My posts on the Spanish election outcome have generated plenty of discussion and trackbacks, both here and in the crossposting at Crooked Timber, but nothing as bizarrely obtuse as this piece from Tim Blair. He quotes (without the emphasis I’ve added[1]) the final para
“The key element of the case against Blair, Aznar and Howard is not that they’ve stepped to the forefront of the war against terrorism when prudence would have dictated leaving the Americans to fight it by themselves,” writes Australian economist John Quiggin. “Rather it’s that they’ve aided and abetted the Bush administration in its decision to use the war against terrorism as a pretext for settling old and unrelated scores.”
then, after a long digression on the Spanish Caliphate, comes back to my post, reading as if the word not had been omitted, saying “leaving America to fight this war by itself would be “prudent” to the point of shame.”
With sufficient ill-will, it would be possible, as one of Tim’s commenters suggests, to read this as not only.
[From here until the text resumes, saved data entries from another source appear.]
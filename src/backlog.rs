//! Indices reserved ahead of time for a trigger id.
//!
//! Allocation happens before the record exists; a later generation claims
//! the reserved index and runs back-logged, using it verbatim.

use chrono::Duration;
use tracing::{debug, info};

use crate::context::ServiceContext;
use crate::error::{NumberingError, PortResultExt};
use crate::model::{BacklogEntry, NumberingConfig};
use crate::sequence::{SequenceMode, Sequencer};

/// Reserves an index for `trigger_id`.
///
/// With a back-log threshold, the lowest-index entry untouched for that
/// many minutes is handed over to the new trigger. Otherwise the config's
/// counter advances (resets included) and the patch is saved.
///
/// # Errors
///
/// Returns [`NumberingError::ConfigInvalid`] for inline or vanished
/// configs or an out-of-range threshold, and [`NumberingError::Port`] for store failures.
pub fn allocate(
    ctx: &ServiceContext,
    config: &NumberingConfig,
    trigger_id: &str,
) -> Result<BacklogEntry, NumberingError> {
    if config.is_inline() {
        return Err(NumberingError::ConfigInvalid("inline configs cannot reserve indices".into()));
    }
    let now = ctx.clock.now();

    if let Some(threshold) = config.backlog_threshold {
        let older_than = Duration::try_minutes(threshold)
            .and_then(|age| now.checked_sub_signed(age))
            .ok_or_else(|| NumberingError::ConfigInvalid("backlog threshold out of range".into()))?;
        if let Some(stale) = ctx.configs.find_stale_backlog(&config.id, older_than).port("config store")? {
            info!(config = %config.id, from = %stale.trigger_id, to = trigger_id, index = stale.index, "reusing stale back-log entry");
            let entry = BacklogEntry { trigger_id: trigger_id.to_string(), modified_on: now, ..stale };
            ctx.configs.upsert_backlog(&entry).port("config store")?;
            return Ok(entry);
        }
    }

    let fresh = ctx
        .configs
        .load_config(&config.id)
        .port("config store")?
        .ok_or_else(|| NumberingError::ConfigInvalid(format!("config '{}' not found", config.id)))?;
    let mut sequencer = Sequencer::new(ctx.configs.as_ref(), &fresh, SequenceMode::Live, false, now);
    let index = sequencer.next(None)?.unwrap_or_default();
    ctx.configs.save_config(&config.id, &sequencer.into_patch()).port("config store")?;

    let entry = BacklogEntry {
        id: String::new(),
        trigger_id: trigger_id.to_string(),
        config_id: config.id.clone(),
        index,
        modified_on: now,
    };
    ctx.configs.upsert_backlog(&entry).port("config store")?;
    debug!(config = %config.id, trigger_id, index, "reserved back-log index");
    Ok(entry)
}

/// Removes the entry for `trigger_id` and returns its config with the
/// reserved index as the current index. `None` when nothing is reserved.
///
/// # Errors
///
/// Returns [`NumberingError::ConfigInvalid`] if the entry's config is
/// gone and [`NumberingError::Port`] for store failures.
pub fn claim(ctx: &ServiceContext, trigger_id: &str) -> Result<Option<NumberingConfig>, NumberingError> {
    let Some(entry) = ctx.configs.take_backlog(trigger_id).port("config store")? else {
        return Ok(None);
    };
    let mut config = ctx
        .configs
        .load_config(&entry.config_id)
        .port("config store")?
        .ok_or_else(|| NumberingError::ConfigInvalid(format!("config '{}' not found", entry.config_id)))?;
    config.current_index = Some(entry.index);
    debug!(config = %config.id, trigger_id, index = entry.index, "claimed back-log index");
    Ok(Some(config))
}
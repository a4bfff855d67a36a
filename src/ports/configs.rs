//! Configuration store port: configs, stream counters and back-log rows.

use chrono::{DateTime, Utc};

use super::PortError;
use crate::model::{BacklogEntry, ConfigPatch, NumberingConfig, Stream};

/// Persists numbering configs and their counters.
///
/// Counter state is read fresh for every generation; nothing here is
/// cached by the engine.
pub trait ConfigStore: Send + Sync {
    /// Loads a config by id.
    ///
    /// # Errors
    ///
    /// Returns an error if the store cannot be read.
    fn load_config(&self, id: &str) -> Result<Option<NumberingConfig>, PortError>;

    /// Finds an active config by id or name.
    ///
    /// # Errors
    ///
    /// Returns an error if the store cannot be read.
    fn find_config(&self, id_or_name: &str) -> Result<Option<NumberingConfig>, PortError>;

    /// Applies a counter patch to a config row.
    ///
    /// # Errors
    ///
    /// Returns an error if the config does not exist or the write fails.
    fn save_config(&self, id: &str, patch: &ConfigPatch) -> Result<(), PortError>;

    /// Loads the stream with the given identity.
    ///
    /// # Errors
    ///
    /// Returns an error if the store cannot be read.
    fn load_stream(
        &self,
        config_id: &str,
        field_name: &str,
        field_value: Option<&str>,
    ) -> Result<Option<Stream>, PortError>;

    /// Creates a stream row and returns its id.
    ///
    /// # Errors
    ///
    /// Returns an error if the write fails.
    fn create_stream(&self, stream: &Stream) -> Result<String, PortError>;

    /// Saves a stream's counter.
    ///
    /// # Errors
    ///
    /// Returns an error if the stream does not exist or the write fails.
    fn save_stream(&self, stream: &Stream) -> Result<(), PortError>;

    /// Lists every stream of a config.
    ///
    /// # Errors
    ///
    /// Returns an error if the store cannot be read.
    fn list_streams(&self, config_id: &str) -> Result<Vec<Stream>, PortError>;

    /// Lowest-index back-log entry of a config last modified before `older_than`.
    ///
    /// # Errors
    ///
    /// Returns an error if the store cannot be read.
    fn find_stale_backlog(
        &self,
        config_id: &str,
        older_than: DateTime<Utc>,
    ) -> Result<Option<BacklogEntry>, PortError>;

    /// Inserts or replaces the entry keyed by its trigger id.
    ///
    /// # Errors
    ///
    /// Returns an error if the write fails.
    fn upsert_backlog(&self, entry: &BacklogEntry) -> Result<(), PortError>;

    /// Removes and returns the entry for a trigger id.
    ///
    /// # Errors
    ///
    /// Returns an error if the store cannot be read or written.
    fn take_backlog(&self, trigger_id: &str) -> Result<Option<BacklogEntry>, PortError>;
}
But no-one who read the entire post could possibly sustain this.
Update In a long and tedious comments thread to his post, Tim Blair stands on his right to misrepresent anyone whose words he finds ambiguous, and is backed up by his inane cheer squad. I used to wonder how Blair could believe in the WMD story, not only before the war, but as recently as October last year. Now that I’ve seen the reality filter in action, I don’t wonder any more.
fn1. The emphasis was included in an email I sent Tim, protesting about a previous similarly bizarre episode in which he put up my Monday Message Board notice (posted, as it happens, before I’d heard the outcome of the Spanish election) as my “reaction” to the election outcome. He changed this (before reading my email – reader “warbo” had already protested) but then proceeded to compound the offence in this way.